The provision of most significance concerning the kinds of items at issue is, in my
view, §87(2)(b), which permits an agency to withhold records to the extent that disclosure
would constitute "an unwarranted invasion of personal privacy".

While the standard concerning privacy is flexible and may be subject to conflicting
interpretations, the courts have provided substantial direction regarding the privacy of public
officers employees. It is clear that public officers and employees enjoy a lesser degree of
privacy than others, for it has been found in various contexts that public officers and
employees are required to be more accountable than others. Further, with regard to records
pertaining to those persons, the courts have found that, as a general rule, records that are
relevant to the performance of a their official duties are available, for disclosure in such
instances would result in a permissible rather than an unwarranted invasion of personal
privacy [see e.g., Farrell v. Village Board of Trustees, 372 NYS 2d 905 (1975); Gannett Co.
v. County of Monroe, 59 AD 2d 309 (1977), aff'd 45 NY 2d 954 (1978); Sinicropi v. County
of Nassau, 76 AD 2d 838 (1980); Geneva Printing Co. and Donald C. Hadley v. Village of
Lyons, Sup. Ct., Wayne Cty., March 25, 1981; Montes v. State, 406 NYS 2d 664 (Court of
Claims, 1978); Powhida v. City of Albany, 147 AD 2d 236 (1989); Scaccia v. NYS Division
of State Police, 530 NYS 2d 309, 138 AD 2d 50 (1988); Steinmetz v. Board of Education,
East Moriches, supra; Capital Newspapers v. Burns, 67 NY 2d 562 (1986)]. Conversely, to
the extent that records are irrelevant to the performance of one's official duties, it has been
found that disclosure would indeed constitute an unwarranted invasion of personal privacy
[see e.g., Matter of Wool, Sup. Ct., Nassau Cty., NYLJ, Nov. 22, 1977].

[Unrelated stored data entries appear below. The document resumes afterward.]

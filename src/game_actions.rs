//! The game-state-action pass: the fixed automatic-check sequence.
//!
//! Whenever the game would settle into a new priority state, this pass runs
//! first. Each step is an atomic simultaneous event across all qualifying
//! objects, in a fixed order: (1) heroes at zero life end the game, (2)
//! remaining non-hero living objects at zero life are cleared
//! simultaneously, (3) continuous "look" effects begin, (4) state-based
//! triggered effects fire and queue onto the stack in turn order from the
//! turn-holder, (5) the combat-chain close step runs if something has
//! closed the chain. The ordering is load-bearing: hero death always
//! resolves before generic zero-life clearing.

use std::collections::HashSet;

use tracing::debug;

use crate::decision::{DecisionMaker, OrderContext};
use crate::event::{EventBody, EventRecord};
use crate::executor::fire_body;
use crate::game_state::{GameOutcome, GameState};
use crate::ids::{ObjectId, PlayerId};
use crate::object::ObjectKind;
use crate::snapshot::ObjectSnapshot;
use crate::stack::Layer;
use crate::trigger::TriggerQueue;
use crate::types::Keyword;
use crate::zone::Zone;

/// Result of a game-state-action pass.
#[derive(Debug, Clone, Copy, PartialEq, Eq)]
pub enum GsaOutcome {
    /// The pass reached a fixed point; play continues.
    Stable,
    /// Step 1 ended the game.
    GameOver(GameOutcome),
}

/// Run the fixed five-step sequence until no step acts.
pub fn run_game_state_actions(
    game: &mut GameState,
    queue: &mut TriggerQueue,
    dm: &mut dyn DecisionMaker,
) -> GsaOutcome {
    loop {
        // Step 1: any hero at zero life ends the game. Single death is a
        // loss for its controller; simultaneous deaths are a draw.
        let dead: Vec<PlayerId> = game
            .turn_order
            .iter()
            .copied()
            .filter(|p| game.hero_life(*p) == Some(0))
            .collect();
        if !dead.is_empty() {
            let outcome = if dead.len() >= game.players_in_game() {
                GameOutcome::Draw
            } else {
                let loser = dead[0];
                GameOutcome::Win {
                    winner: game.opponent(loser),
                    loser,
                }
            };
            debug!(?outcome, "hero death ends the game");
            game.outcome = Some(outcome);
            return GsaOutcome::GameOver(outcome);
        }

        let mut acted = false;

        // Step 2: non-hero living objects at zero life are cleared
        // simultaneously. Snapshots are captured before any of them move,
        // so each reflects the state before the whole clearing.
        let dying: Vec<ObjectId> = game
            .objects_in_arena()
            .iter()
            .filter(|o| !o.is_hero() && o.is_living() && o.life() == Some(0))
            .map(|o| o.id)
            .collect();
        if !dying.is_empty() {
            acted = true;
            let pre_captured: Vec<(ObjectId, ObjectSnapshot)> = dying
                .iter()
                .filter_map(|id| game.object(*id).map(|o| (*id, ObjectSnapshot::capture(o))))
                .collect();
            let excluded = HashSet::new();
            for &id in &dying {
                let Some(obj) = game.object(id) else { continue };
                let is_card = obj.kind == ObjectKind::Card;
                let record = fire_body(
                    game,
                    EventBody::ZoneMove {
                        object: id,
                        from: Zone::Arena,
                        to: Zone::Graveyard,
                    },
                    None,
                    &excluded,
                );
                let record = EventRecord::Single(record);
                queue.collect(game, &record);
                if !is_card {
                    // Token/macro clearing captured LKI at removal; replace
                    // it with the simultaneous pre-capture.
                    if let Some((_, snapshot)) =
                        pre_captured.iter().find(|(pre_id, _)| *pre_id == id)
                    {
                        game.store_lki(id, snapshot.clone());
                    }
                }
            }
        }

        // Step 3: continuous "look" effects may begin.
        let pending_looks: Vec<ObjectId> = game.pending_look_effects.clone();
        if !pending_looks.is_empty() {
            acted = true;
            let excluded = HashSet::new();
            for source in pending_looks {
                let record = fire_body(game, EventBody::LookBegun { source }, None, &excluded);
                queue.collect(game, &EventRecord::Single(record));
            }
        }

        // Step 4: state-based triggered effects whose condition now holds
        // fire, queued onto the stack in turn order from the turn-holder.
        queue.collect_state_triggers(game);
        if !queue.is_empty() {
            acted = true;
            let pending = queue.drain();
            for player in game.turn_order_from(game.turn.turn_player) {
                let mut own: Vec<_> = pending
                    .iter()
                    .filter(|t| t.player == player)
                    .cloned()
                    .collect();
                if own.len() > 1 {
                    let order = dm.decide_order(
                        game,
                        &OrderContext {
                            player,
                            count: own.len(),
                            prompt: "Order your triggered effects".to_string(),
                        },
                    );
                    let mut reordered = Vec::with_capacity(own.len());
                    for index in order {
                        if index < own.len() {
                            reordered.push(own[index].clone());
                        }
                    }
                    if reordered.len() == own.len() {
                        own = reordered;
                    }
                }
                for trigger in own {
                    game.stack.push(Layer::triggered_layer(trigger));
                }
            }
        }

        // Step 5: if combat is open and something has closed it, the close
        // step begins.
        if game.combat.pending_close() {
            acted = true;
            close_combat_chain(game, queue);
        }

        if !acted {
            return GsaOutcome::Stable;
        }
    }
}

/// The combat-chain close step: chain cards leave for their owners'
/// graveyards and the chain empties.
fn close_combat_chain(game: &mut GameState, queue: &mut TriggerQueue) {
    let links = game.combat.close();
    let excluded = HashSet::new();
    for link in &links {
        let mut chain_cards = vec![link.attack];
        chain_cards.extend(link.defenders.iter().copied());
        for card in chain_cards {
            let Some(obj) = game.object(card) else { continue };
            if obj.zone != Zone::Arena {
                continue;
            }
            // Heroes and equipment stay in the arena; played cards leave.
            if obj.is_hero() || obj.has_card_type(crate::types::CardType::Equipment) {
                continue;
            }
            let record = fire_body(
                game,
                EventBody::ZoneMove {
                    object: card,
                    from: Zone::Arena,
                    to: Zone::Graveyard,
                },
                None,
                &excluded,
            );
            queue.collect(game, &EventRecord::Single(record));
        }
    }
    let record = fire_body(game, EventBody::CombatChainClosed, None, &excluded);
    queue.collect(game, &EventRecord::Single(record));
}

/// Whether an attack grants its action point back when its link resolves.
pub fn refunds_action_point(game: &GameState, attack: ObjectId) -> bool {
    game.object(attack)
        .map(|o| o.has_keyword(Keyword::GoAgain))
        .unwrap_or(false)
}

#[cfg(test)]
mod tests {
    use super::*;
    use crate::ability::Ability;
    use crate::card::CardBuilder;
    use crate::decision::AutoDecisionMaker;
    use crate::effect::{Effect, ValueExpr};
    use crate::ids::CardId;
    use crate::target::Who;
    use crate::trigger::{StateCondition, TriggerCondition};
    use crate::types::CardType;

    fn setup() -> (GameState, TriggerQueue) {
        (
            GameState::new(vec!["Alice".to_string(), "Bob".to_string()], 20),
            TriggerQueue::new(),
        )
    }

    #[test]
    fn test_stable_when_nothing_qualifies() {
        let (mut game, mut queue) = setup();
        let mut dm = AutoDecisionMaker;
        assert_eq!(
            run_game_state_actions(&mut game, &mut queue, &mut dm),
            GsaOutcome::Stable
        );
    }

    #[test]
    fn test_single_hero_death_is_loss() {
        let (mut game, mut queue) = setup();
        let mut dm = AutoDecisionMaker;
        let p0 = PlayerId::from_index(0);
        let p1 = PlayerId::from_index(1);

        let hero = game.hero_of(p0).unwrap().id;
        game.adjust_life(hero, -20);

        let outcome = run_game_state_actions(&mut game, &mut queue, &mut dm);
        assert_eq!(
            outcome,
            GsaOutcome::GameOver(GameOutcome::Win {
                winner: p1,
                loser: p0
            })
        );
    }

    #[test]
    fn test_simultaneous_hero_deaths_draw() {
        let (mut game, mut queue) = setup();
        let mut dm = AutoDecisionMaker;

        for player in [PlayerId::from_index(0), PlayerId::from_index(1)] {
            let hero = game.hero_of(player).unwrap().id;
            game.adjust_life(hero, -20);
        }
        let outcome = run_game_state_actions(&mut game, &mut queue, &mut dm);
        assert_eq!(outcome, GsaOutcome::GameOver(GameOutcome::Draw));
    }

    #[test]
    fn test_hero_death_resolves_before_object_clearing() {
        let (mut game, mut queue) = setup();
        let mut dm = AutoDecisionMaker;
        let p0 = PlayerId::from_index(0);

        // A dying ally shares the moment with a dying hero.
        let def = CardBuilder::new(CardId::new(), "Ally")
            .card_types(vec![CardType::Token])
            .life(1)
            .build();
        let ally = game.create_object_from_definition(&def, p0, Zone::Arena);
        game.adjust_life(ally, -1);
        let hero = game.hero_of(p0).unwrap().id;
        game.adjust_life(hero, -20);

        let outcome = run_game_state_actions(&mut game, &mut queue, &mut dm);
        assert!(matches!(outcome, GsaOutcome::GameOver(_)));
        // Step 1 ended the game before step 2 touched the ally.
        assert!(game.object_exists(ally));
    }

    #[test]
    fn test_zero_life_objects_cleared_simultaneously() {
        let (mut game, mut queue) = setup();
        let mut dm = AutoDecisionMaker;
        let p0 = PlayerId::from_index(0);

        let def = CardBuilder::new(CardId::new(), "Ally")
            .card_types(vec![CardType::Token])
            .power(2)
            .life(2)
            .build();
        let first = game.create_object_from_definition(&def, p0, Zone::Arena);
        let second = game.create_object_from_definition(&def, p0, Zone::Arena);
        game.adjust_life(first, -2);
        game.adjust_life(second, -2);

        run_game_state_actions(&mut game, &mut queue, &mut dm);
        assert!(!game.object_exists(first));
        assert!(!game.object_exists(second));
        // Pre-captured LKI reflects the state before the clearing.
        assert_eq!(game.lki(first).unwrap().power(), Some(2));
    }

    #[test]
    fn test_look_effects_begin_in_step_three() {
        let (mut game, mut queue) = setup();
        let mut dm = AutoDecisionMaker;
        let p0 = PlayerId::from_index(0);

        let def = CardBuilder::new(CardId::new(), "Spyglass")
            .card_types(vec![CardType::Equipment])
            .build();
        let glass = game.create_object_from_definition(&def, p0, Zone::Arena);
        game.pending_look_effects.push(glass);

        run_game_state_actions(&mut game, &mut queue, &mut dm);
        assert!(game.pending_look_effects.is_empty());
        assert_eq!(game.active_look_effects, vec![glass]);
    }

    #[test]
    fn test_state_triggers_queue_onto_stack() {
        let (mut game, mut queue) = setup();
        let mut dm = AutoDecisionMaker;
        let p0 = PlayerId::from_index(0);

        let def = CardBuilder::new(CardId::new(), "Last Stand")
            .card_types(vec![CardType::Token])
            .ability(Ability::triggered(
                TriggerCondition::State(StateCondition::ControllerLifeAtMost(5)),
                vec![Effect::GainLife {
                    who: Who::You,
                    amount: ValueExpr::fixed(3),
                }],
            ))
            .build();
        game.create_object_from_definition(&def, p0, Zone::Arena);

        let hero = game.hero_of(p0).unwrap().id;
        game.adjust_life(hero, -16);

        run_game_state_actions(&mut game, &mut queue, &mut dm);
        assert_eq!(game.stack.len(), 1, "state trigger queued as a layer");
    }

    #[test]
    fn test_combat_close_step_runs_in_step_five() {
        let (mut game, mut queue) = setup();
        let mut dm = AutoDecisionMaker;
        let p0 = PlayerId::from_index(0);

        let def = CardBuilder::new(CardId::new(), "Swing")
            .card_types(vec![CardType::Action])
            .subtypes(vec![crate::types::Subtype::Attack])
            .power(4)
            .build();
        let attack = game.create_object_from_definition(&def, p0, Zone::Arena);
        game.combat.open_link(attack);
        game.combat.request_close();

        run_game_state_actions(&mut game, &mut queue, &mut dm);
        assert!(!game.combat.is_open());
        assert_eq!(
            game.object(attack).unwrap().zone,
            Zone::Graveyard,
            "chain card left for the graveyard"
        );
    }
}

Based upon the foregoing, it is clear in my view that records reflective of payments to
public employees must be made available, whether they pertain to overtime, or participation
in work-related activities, for those records in my view are relevant to the performance of
one's official duties. It is noted that one of the decisions cited above, Capital Newspapers v.
Burns, supra, involved a request for records reflective of the days and dates of sick leave
claimed by a particular municipal police officer. The Appellate Division found that those
records must be disclosed, and the Court of Appeals affirmed. The decision indicates that the
public has both economic and safety reasons for knowing whether public employees perform
their duties when scheduled to do so. As such, attendance records, including those involving
overtime work, are in my opinion clearly available, for they are relevant to the performance
of public employees' official duties. Similarly, I believe that records reflective of payment of
overtime must be disclosed, for the public has an economic interest in obtaining those records
and because the records are relevant to the performance of public employees' official duties.

In affirming the Appellate Division decision in Capital Newspapers, the Court of
Appeals found that:

"The Freedom of Information Law expresses this State's strong
commitment to open government and public accountability and
imposes a broad standard of disclosure upon the State and its
agencies (see, Matter of Farbman & Sons v New York City
Health and Hosps. Corp., 62 NY 2d 75, 79). The statute,
enacted in furtherance of the public's vested and inherent 'right
to know', affords all citizens the means to obtain information
concerning the day-to-day functioning of State and local
government thus providing the electorate with sufficient
information 'to make intelligent, informed choices with respect
to both the direction and scope of governmental activities' and
with an effective tool for exposing waste, negligence and abuse
on the part of government officers" (Capital Newspapers v.
Burns, supra, 565-566).

Based on the preceding analysis, it is clear in my view that payroll, attendance and
similar records must be disclosed under the Freedom of Information Law.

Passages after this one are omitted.